---------- Given records
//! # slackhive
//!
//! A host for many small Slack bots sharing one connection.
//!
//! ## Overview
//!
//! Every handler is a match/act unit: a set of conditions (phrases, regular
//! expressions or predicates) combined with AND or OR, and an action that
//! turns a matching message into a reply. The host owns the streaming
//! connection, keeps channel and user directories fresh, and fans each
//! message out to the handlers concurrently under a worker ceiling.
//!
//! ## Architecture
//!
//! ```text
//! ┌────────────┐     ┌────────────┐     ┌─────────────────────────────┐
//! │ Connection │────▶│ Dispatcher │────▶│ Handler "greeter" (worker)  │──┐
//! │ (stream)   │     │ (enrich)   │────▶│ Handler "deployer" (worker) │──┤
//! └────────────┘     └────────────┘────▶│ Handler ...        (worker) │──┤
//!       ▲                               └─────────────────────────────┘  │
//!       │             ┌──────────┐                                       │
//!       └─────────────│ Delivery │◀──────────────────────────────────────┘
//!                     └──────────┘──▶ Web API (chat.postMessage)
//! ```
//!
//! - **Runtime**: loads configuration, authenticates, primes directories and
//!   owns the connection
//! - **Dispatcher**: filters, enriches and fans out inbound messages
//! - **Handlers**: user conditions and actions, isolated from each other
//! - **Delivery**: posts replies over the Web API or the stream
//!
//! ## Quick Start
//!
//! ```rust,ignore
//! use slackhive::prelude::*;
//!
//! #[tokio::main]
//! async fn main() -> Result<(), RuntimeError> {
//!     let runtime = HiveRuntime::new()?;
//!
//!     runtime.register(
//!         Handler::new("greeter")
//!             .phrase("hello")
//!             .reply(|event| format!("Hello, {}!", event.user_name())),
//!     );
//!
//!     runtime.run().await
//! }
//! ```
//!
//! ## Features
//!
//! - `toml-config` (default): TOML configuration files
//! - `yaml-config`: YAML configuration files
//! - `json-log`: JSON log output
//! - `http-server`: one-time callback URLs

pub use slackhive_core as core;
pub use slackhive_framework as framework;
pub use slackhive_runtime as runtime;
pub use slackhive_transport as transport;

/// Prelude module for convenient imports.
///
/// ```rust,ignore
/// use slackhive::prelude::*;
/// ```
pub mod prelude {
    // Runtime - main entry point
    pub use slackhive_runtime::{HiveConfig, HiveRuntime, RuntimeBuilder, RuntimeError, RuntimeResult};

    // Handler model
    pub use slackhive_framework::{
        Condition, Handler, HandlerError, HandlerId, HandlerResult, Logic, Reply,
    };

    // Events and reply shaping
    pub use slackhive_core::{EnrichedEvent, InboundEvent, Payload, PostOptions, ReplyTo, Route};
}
--------------------
---------- Given records
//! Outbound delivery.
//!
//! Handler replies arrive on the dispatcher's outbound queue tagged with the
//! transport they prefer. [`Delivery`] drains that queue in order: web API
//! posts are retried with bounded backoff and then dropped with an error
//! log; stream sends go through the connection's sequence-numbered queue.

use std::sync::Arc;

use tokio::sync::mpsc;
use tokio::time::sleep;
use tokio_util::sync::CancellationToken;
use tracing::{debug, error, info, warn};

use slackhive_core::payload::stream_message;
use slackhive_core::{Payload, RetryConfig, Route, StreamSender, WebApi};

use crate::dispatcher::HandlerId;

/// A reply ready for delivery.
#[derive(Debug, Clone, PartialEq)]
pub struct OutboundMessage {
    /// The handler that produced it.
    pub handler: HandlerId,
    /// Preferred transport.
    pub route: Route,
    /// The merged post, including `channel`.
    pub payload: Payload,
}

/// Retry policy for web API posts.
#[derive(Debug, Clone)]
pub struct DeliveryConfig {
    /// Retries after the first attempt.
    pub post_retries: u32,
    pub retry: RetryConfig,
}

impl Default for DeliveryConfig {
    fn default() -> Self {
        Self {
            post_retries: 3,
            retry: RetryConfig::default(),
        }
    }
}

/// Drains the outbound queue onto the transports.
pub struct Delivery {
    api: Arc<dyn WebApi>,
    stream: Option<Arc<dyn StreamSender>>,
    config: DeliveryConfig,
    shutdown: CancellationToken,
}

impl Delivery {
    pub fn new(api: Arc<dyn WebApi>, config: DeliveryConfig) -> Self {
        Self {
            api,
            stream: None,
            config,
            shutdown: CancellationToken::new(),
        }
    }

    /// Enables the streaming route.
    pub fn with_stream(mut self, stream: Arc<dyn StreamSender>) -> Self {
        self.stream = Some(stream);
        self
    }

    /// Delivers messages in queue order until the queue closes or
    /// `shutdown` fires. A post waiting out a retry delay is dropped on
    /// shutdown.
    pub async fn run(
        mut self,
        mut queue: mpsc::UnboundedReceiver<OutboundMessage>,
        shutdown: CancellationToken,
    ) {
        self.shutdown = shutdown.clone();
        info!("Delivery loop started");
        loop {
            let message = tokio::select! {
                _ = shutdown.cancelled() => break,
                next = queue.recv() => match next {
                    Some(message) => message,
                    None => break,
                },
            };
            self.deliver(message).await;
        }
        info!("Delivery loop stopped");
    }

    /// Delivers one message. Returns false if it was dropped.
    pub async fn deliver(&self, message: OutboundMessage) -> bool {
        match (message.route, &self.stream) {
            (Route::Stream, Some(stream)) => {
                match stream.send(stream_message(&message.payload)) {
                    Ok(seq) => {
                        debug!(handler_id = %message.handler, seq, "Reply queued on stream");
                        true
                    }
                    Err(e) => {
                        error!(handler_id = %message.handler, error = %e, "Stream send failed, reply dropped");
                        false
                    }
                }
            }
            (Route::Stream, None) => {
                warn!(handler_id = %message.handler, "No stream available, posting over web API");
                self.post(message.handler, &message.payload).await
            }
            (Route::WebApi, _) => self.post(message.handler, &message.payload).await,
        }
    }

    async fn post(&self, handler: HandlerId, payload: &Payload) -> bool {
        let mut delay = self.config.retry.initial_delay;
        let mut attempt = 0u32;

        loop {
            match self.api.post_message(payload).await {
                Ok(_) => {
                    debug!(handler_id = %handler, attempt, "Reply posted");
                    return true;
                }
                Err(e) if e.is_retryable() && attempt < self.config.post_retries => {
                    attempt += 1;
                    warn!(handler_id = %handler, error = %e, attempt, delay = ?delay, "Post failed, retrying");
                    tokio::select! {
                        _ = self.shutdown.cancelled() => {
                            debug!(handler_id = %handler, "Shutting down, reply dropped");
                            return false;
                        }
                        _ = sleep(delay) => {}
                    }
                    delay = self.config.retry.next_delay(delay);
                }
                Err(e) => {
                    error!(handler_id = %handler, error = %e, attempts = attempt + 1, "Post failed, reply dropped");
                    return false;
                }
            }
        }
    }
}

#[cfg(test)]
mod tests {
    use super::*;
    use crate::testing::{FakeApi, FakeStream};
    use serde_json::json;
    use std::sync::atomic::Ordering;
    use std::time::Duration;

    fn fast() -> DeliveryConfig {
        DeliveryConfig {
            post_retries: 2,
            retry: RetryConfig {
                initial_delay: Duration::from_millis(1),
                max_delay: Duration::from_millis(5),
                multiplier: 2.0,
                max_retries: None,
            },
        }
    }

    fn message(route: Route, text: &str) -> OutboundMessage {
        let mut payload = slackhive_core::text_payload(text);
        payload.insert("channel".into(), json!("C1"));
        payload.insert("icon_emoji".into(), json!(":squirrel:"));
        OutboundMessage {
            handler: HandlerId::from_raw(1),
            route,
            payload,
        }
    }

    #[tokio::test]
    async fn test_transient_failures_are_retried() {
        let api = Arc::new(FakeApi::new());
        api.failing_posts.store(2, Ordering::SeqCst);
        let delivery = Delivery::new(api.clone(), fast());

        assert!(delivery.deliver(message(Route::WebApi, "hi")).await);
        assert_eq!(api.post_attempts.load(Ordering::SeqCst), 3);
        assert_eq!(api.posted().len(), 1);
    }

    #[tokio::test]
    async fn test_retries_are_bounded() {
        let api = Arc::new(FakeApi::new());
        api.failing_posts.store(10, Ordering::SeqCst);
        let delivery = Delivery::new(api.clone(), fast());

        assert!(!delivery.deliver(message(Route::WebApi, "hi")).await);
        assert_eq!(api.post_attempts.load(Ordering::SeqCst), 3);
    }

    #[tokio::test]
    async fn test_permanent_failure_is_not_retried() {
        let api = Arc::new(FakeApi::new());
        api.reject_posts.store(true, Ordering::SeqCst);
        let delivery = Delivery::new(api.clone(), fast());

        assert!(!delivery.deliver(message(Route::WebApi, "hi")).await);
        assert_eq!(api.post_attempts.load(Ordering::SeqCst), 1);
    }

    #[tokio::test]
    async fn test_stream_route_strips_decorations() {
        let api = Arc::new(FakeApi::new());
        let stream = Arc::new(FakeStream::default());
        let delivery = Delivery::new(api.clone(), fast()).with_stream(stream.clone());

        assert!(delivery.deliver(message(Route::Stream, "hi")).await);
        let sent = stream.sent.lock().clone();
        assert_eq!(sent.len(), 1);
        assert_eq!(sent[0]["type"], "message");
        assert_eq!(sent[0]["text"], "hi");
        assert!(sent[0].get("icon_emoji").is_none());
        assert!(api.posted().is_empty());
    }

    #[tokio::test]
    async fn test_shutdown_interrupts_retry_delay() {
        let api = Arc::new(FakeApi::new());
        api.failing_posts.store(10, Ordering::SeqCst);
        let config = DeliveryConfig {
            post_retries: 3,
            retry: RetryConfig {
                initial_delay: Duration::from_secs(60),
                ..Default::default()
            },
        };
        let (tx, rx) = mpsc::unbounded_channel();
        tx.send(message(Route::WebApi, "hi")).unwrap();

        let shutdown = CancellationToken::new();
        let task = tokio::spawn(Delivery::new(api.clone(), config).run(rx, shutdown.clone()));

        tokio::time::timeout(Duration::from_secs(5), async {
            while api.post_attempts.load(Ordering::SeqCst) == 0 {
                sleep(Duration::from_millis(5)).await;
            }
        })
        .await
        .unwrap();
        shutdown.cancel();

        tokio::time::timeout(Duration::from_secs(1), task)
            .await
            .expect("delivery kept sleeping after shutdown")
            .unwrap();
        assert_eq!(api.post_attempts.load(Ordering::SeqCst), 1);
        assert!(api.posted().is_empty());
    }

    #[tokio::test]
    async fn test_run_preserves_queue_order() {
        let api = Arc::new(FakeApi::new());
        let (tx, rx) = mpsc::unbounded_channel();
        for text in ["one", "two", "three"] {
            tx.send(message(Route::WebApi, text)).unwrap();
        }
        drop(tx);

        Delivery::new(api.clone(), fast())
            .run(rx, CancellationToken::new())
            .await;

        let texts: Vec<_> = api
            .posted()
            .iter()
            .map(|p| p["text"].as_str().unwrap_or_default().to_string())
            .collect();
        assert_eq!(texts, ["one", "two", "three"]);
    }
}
--------------------
---------- Given records
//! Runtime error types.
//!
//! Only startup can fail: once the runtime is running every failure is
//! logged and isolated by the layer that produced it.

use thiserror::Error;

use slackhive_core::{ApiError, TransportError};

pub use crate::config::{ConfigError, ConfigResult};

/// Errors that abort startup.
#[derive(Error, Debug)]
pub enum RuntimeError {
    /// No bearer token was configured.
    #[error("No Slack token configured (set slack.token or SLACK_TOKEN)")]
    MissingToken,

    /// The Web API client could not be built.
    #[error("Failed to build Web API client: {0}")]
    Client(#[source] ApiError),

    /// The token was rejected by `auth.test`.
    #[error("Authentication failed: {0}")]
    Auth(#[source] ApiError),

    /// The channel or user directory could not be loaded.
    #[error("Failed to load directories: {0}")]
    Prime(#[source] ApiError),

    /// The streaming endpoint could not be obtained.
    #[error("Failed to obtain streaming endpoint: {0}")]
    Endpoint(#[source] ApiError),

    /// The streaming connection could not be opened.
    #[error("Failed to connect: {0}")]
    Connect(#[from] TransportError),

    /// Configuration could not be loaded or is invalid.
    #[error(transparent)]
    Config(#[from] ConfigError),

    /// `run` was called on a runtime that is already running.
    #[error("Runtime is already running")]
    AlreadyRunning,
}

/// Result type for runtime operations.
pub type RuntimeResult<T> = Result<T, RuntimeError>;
--------------------
= Work order =
Only the lines that contain the string "RuntimeError" should be copied from the entries above.

= Response for this exercise =
//! async fn main() -> Result<(), RuntimeError> {
    pub use slackhive_runtime::{HiveConfig, HiveRuntime, RuntimeBuilder, RuntimeError, RuntimeResult};
pub enum RuntimeError {
pub type RuntimeResult<T> = Result<T, RuntimeError>;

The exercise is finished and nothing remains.